Bug 577546

Summary: Updated openssl package breaks lighttpd running SSL because of upstream bug #2157
Product: [Fedora] Fedora EPEL Reporter: Wouter de Jong <wouter>
Component: lighttpdAssignee: Matthias Saou <matthias>
Status: CLOSED CURRENTRELEASE QA Contact: Fedora Extras Quality Assurance <extras-qa>
Severity: high Docs Contact:
Priority: low    
Version: el5CC: fedora-packaging, matthias, opensource, redhat-bugzilla, tremble
Target Milestone: ---   
Target Release: ---   
Hardware: All   
OS: Linux   
Whiteboard:
Fixed In Version: Doc Type: Bug Fix
Doc Text:
Story Points: ---
Clone Of: Environment:
Last Closed: 2010-09-20 08:40:23 UTC Type: ---
Regression: --- Mount Type: ---
Documentation: --- CRM:
Verified Versions: Category: ---
oVirt Team: --- RHEL 7.3 requirements from Atomic Host:
Cloudforms Team: ---

Description Wouter de Jong 2010-03-27 23:11:01 UTC
Description of problem:
The updated openssl-0.9.8e-12.el5_4.6 package breaks lighttpd SSL because of upstream bug #2157

Version-Release number of selected component (if applicable):
lighttpd-1.4.22-2.el5

How reproducible:

install lighttpd-1.4.22-2.el5 & openssl-0.9.8e-12.el5_4.6
Enable SSL in lighttpd.conf :

ssl.engine = "enabled"
ssl.pemfile = "/etc/pki/tls/certs/lighttpd.pem"
  
Actual results:
# service lighttpd start
Starting lighttpd: 2010-03-28 00:04:43: (network.c.336) SSL: error:00000000:lib(0):func(0):reason(0)
                                                           [FAILED]



Expected results:
# service lighttpd start
Starting lighttpd:                                         [  OK  ]


Additional info:
Upstream bug#2157 @ http://redmine.lighttpd.net/issues/2157
Fixed upstream in r2716 @ http://redmine.lighttpd.net/projects/lighttpd/repository/revisions/2716

Rebuild SRPM with the above patch, and it works.

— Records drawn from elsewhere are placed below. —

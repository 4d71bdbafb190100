//! Test helpers for pipeline tests.
//!
//! Provides a local HTTP stub that serves a canned review feed and records
//! every webhook POST it receives.

#![allow(dead_code)]

use std::net::SocketAddr;
use std::sync::{Arc, Mutex};

use axum::body::Bytes;
use axum::extract::State;
use axum::http::{header, HeaderMap, StatusCode, Uri};
use axum::routing::{get, post};
use axum::Router;
use chrono::{DateTime, TimeZone, Utc};
use serde_json::{json, Value};

use appreview_notifier::config::Config;
use appreview_notifier::{CliArgs, FixedClock};

/// A recorded webhook request.
#[derive(Debug, Clone)]
pub struct RecordedPost {
    pub content_type: Option<String>,
    pub body: Vec<u8>,
}

impl RecordedPost {
    pub fn json(&self) -> Value {
        serde_json::from_slice(&self.body).expect("webhook body is JSON")
    }

    pub fn text(&self) -> String {
        self.json()["blocks"][0]["text"]["text"]
            .as_str()
            .expect("message text")
            .to_string()
    }
}

struct StubState {
    feed_status: StatusCode,
    feed_body: String,
    hook_status: StatusCode,
    feed_requests: Mutex<Vec<String>>,
    posts: Mutex<Vec<RecordedPost>>,
}

/// Local feed + webhook server.
pub struct TestStub {
    pub addr: SocketAddr,
    state: Arc<StubState>,
}

impl TestStub {
    /// Serve `feed_body` with 200 and accept every webhook POST.
    pub async fn start(feed_body: impl Into<String>) -> Self {
        Self::start_with(StatusCode::OK, feed_body, StatusCode::OK).await
    }

    /// Serve with explicit feed and webhook statuses.
    pub async fn start_with(
        feed_status: StatusCode,
        feed_body: impl Into<String>,
        hook_status: StatusCode,
    ) -> Self {
        let state = Arc::new(StubState {
            feed_status,
            feed_body: feed_body.into(),
            hook_status,
            feed_requests: Mutex::new(Vec::new()),
            posts: Mutex::new(Vec::new()),
        });

        let app = Router::new()
            .route("/:country/rss/customerreviews/*rest", get(serve_feed))
            .route("/hook", post(record_post))
            .with_state(state.clone());

        let listener = tokio::net::TcpListener::bind("127.0.0.1:0").await.unwrap();
        let addr = listener.local_addr().unwrap();
        tokio::spawn(async move {
            axum::serve(listener, app).await.unwrap();
        });

        Self { addr, state }
    }

    pub fn base_url(&self) -> String {
        format!("http://{}", self.addr)
    }

    pub fn webhook_url(&self) -> String {
        format!("http://{}/hook", self.addr)
    }

    /// Config pointing the feed at this stub.
    pub fn config(&self) -> Config {
        let mut config = Config::default();
        config.feed.base_url = self.base_url();
        config
    }

    pub fn args(&self, app_id: &str) -> CliArgs {
        CliArgs {
            app_id: app_id.to_string(),
            webhook_url: self.webhook_url(),
        }
    }

    /// Paths of feed requests received so far.
    pub fn feed_requests(&self) -> Vec<String> {
        self.state.feed_requests.lock().unwrap().clone()
    }

    /// Webhook POSTs received so far, in arrival order.
    pub fn posts(&self) -> Vec<RecordedPost> {
        self.state.posts.lock().unwrap().clone()
    }
}

async fn serve_feed(State(state): State<Arc<StubState>>, uri: Uri) -> (StatusCode, String) {
    state.feed_requests.lock().unwrap().push(uri.path().to_string());
    (state.feed_status, state.feed_body.clone())
}

async fn record_post(
    State(state): State<Arc<StubState>>,
    headers: HeaderMap,
    body: Bytes,
) -> StatusCode {
    let content_type = headers
        .get(header::CONTENT_TYPE)
        .and_then(|v| v.to_str().ok())
        .map(str::to_string);
    state.posts.lock().unwrap().push(RecordedPost {
        content_type,
        body: body.to_vec(),
    });
    state.hook_status
}

/// Instant the tests treat as "now": 2024-06-15T00:00:00Z.
pub fn now() -> DateTime<Utc> {
    Utc.with_ymd_and_hms(2024, 6, 15, 0, 0, 0).unwrap()
}

/// Cutoff for [`now`] with the default window: 2024-05-14T00:00:00Z.
pub fn default_cutoff() -> DateTime<Utc> {
    Utc.with_ymd_and_hms(2024, 5, 14, 0, 0, 0).unwrap()
}

pub fn clock() -> FixedClock {
    FixedClock(now())
}

/// One feed entry in the store's labeled-wrapper shape.
pub fn entry(title: &str, author: &str, content: &str, rating: &str, updated: &str) -> Value {
    json!({
        "author": {
            "uri": {"label": format!("https://itunes.apple.com/jp/reviews/{author}")},
            "name": {"label": author},
            "label": ""
        },
        "updated": {"label": updated},
        "im:rating": {"label": rating},
        "im:version": {"label": "1.0.0"},
        "id": {"label": "1"},
        "title": {"label": title},
        "content": {"label": content, "attributes": {"type": "text"}},
        "link": {"attributes": {"rel": "related", "href": "https://itunes.apple.com/jp/review?id=1"}}
    })
}

/// A feed document holding `entries`.
pub fn feed(entries: Vec<Value>) -> String {
    json!({
        "feed": {
            "author": {"name": {"label": "iTunes Store"}, "uri": {"label": "http://www.apple.com/jp/itunes/"}},
            "entry": entries,
            "updated": {"label": "2024-06-14T23:00:00-07:00"}
        }
    })
    .to_string()
}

Comment 1 Ralf Ertzinger 2010-03-30 18:00:49 UTC
Workaround:

set
ssl.use-sslv2 = "enable"

in the appropriate places in the config. This will enable SSLv2, but you can prevent actual working SSLv2 negotiation by massaging the cipher list, for example like this:

ssl.cipher-list = "TLSv1+HIGH RC4+MEDIUM !SSLv2 !3DES !aNULL @STRENGTH"

Comment 2 David Anderson 2010-04-01 08:44:01 UTC
I got bitten by this too. Thanks for the work-around.

Comment 3 Matthias Saou 2010-04-29 11:32:08 UTC
I've rebuilt 1.4.26 with the fix, it should appear in EPEL testing soon. I've updated on many production servers and it's been working fine for me so far.

Comment 4 Till Maas 2010-05-10 16:08:34 UTC
lighttpd  0:1.4.26-2.el5 fixed this bug for me

Comment 5 Wouter de Jong 2010-05-14 10:34:20 UTC
Indeed fixed, thank you :)

Comment 6 Mark Chappell 2010-09-20 08:40:23 UTC
lighttpd-1.4.26-2.el5 is now in the main EPEL repos, since Wouter de Jong reports this version as having fixed his problem I'm closing the ticket off.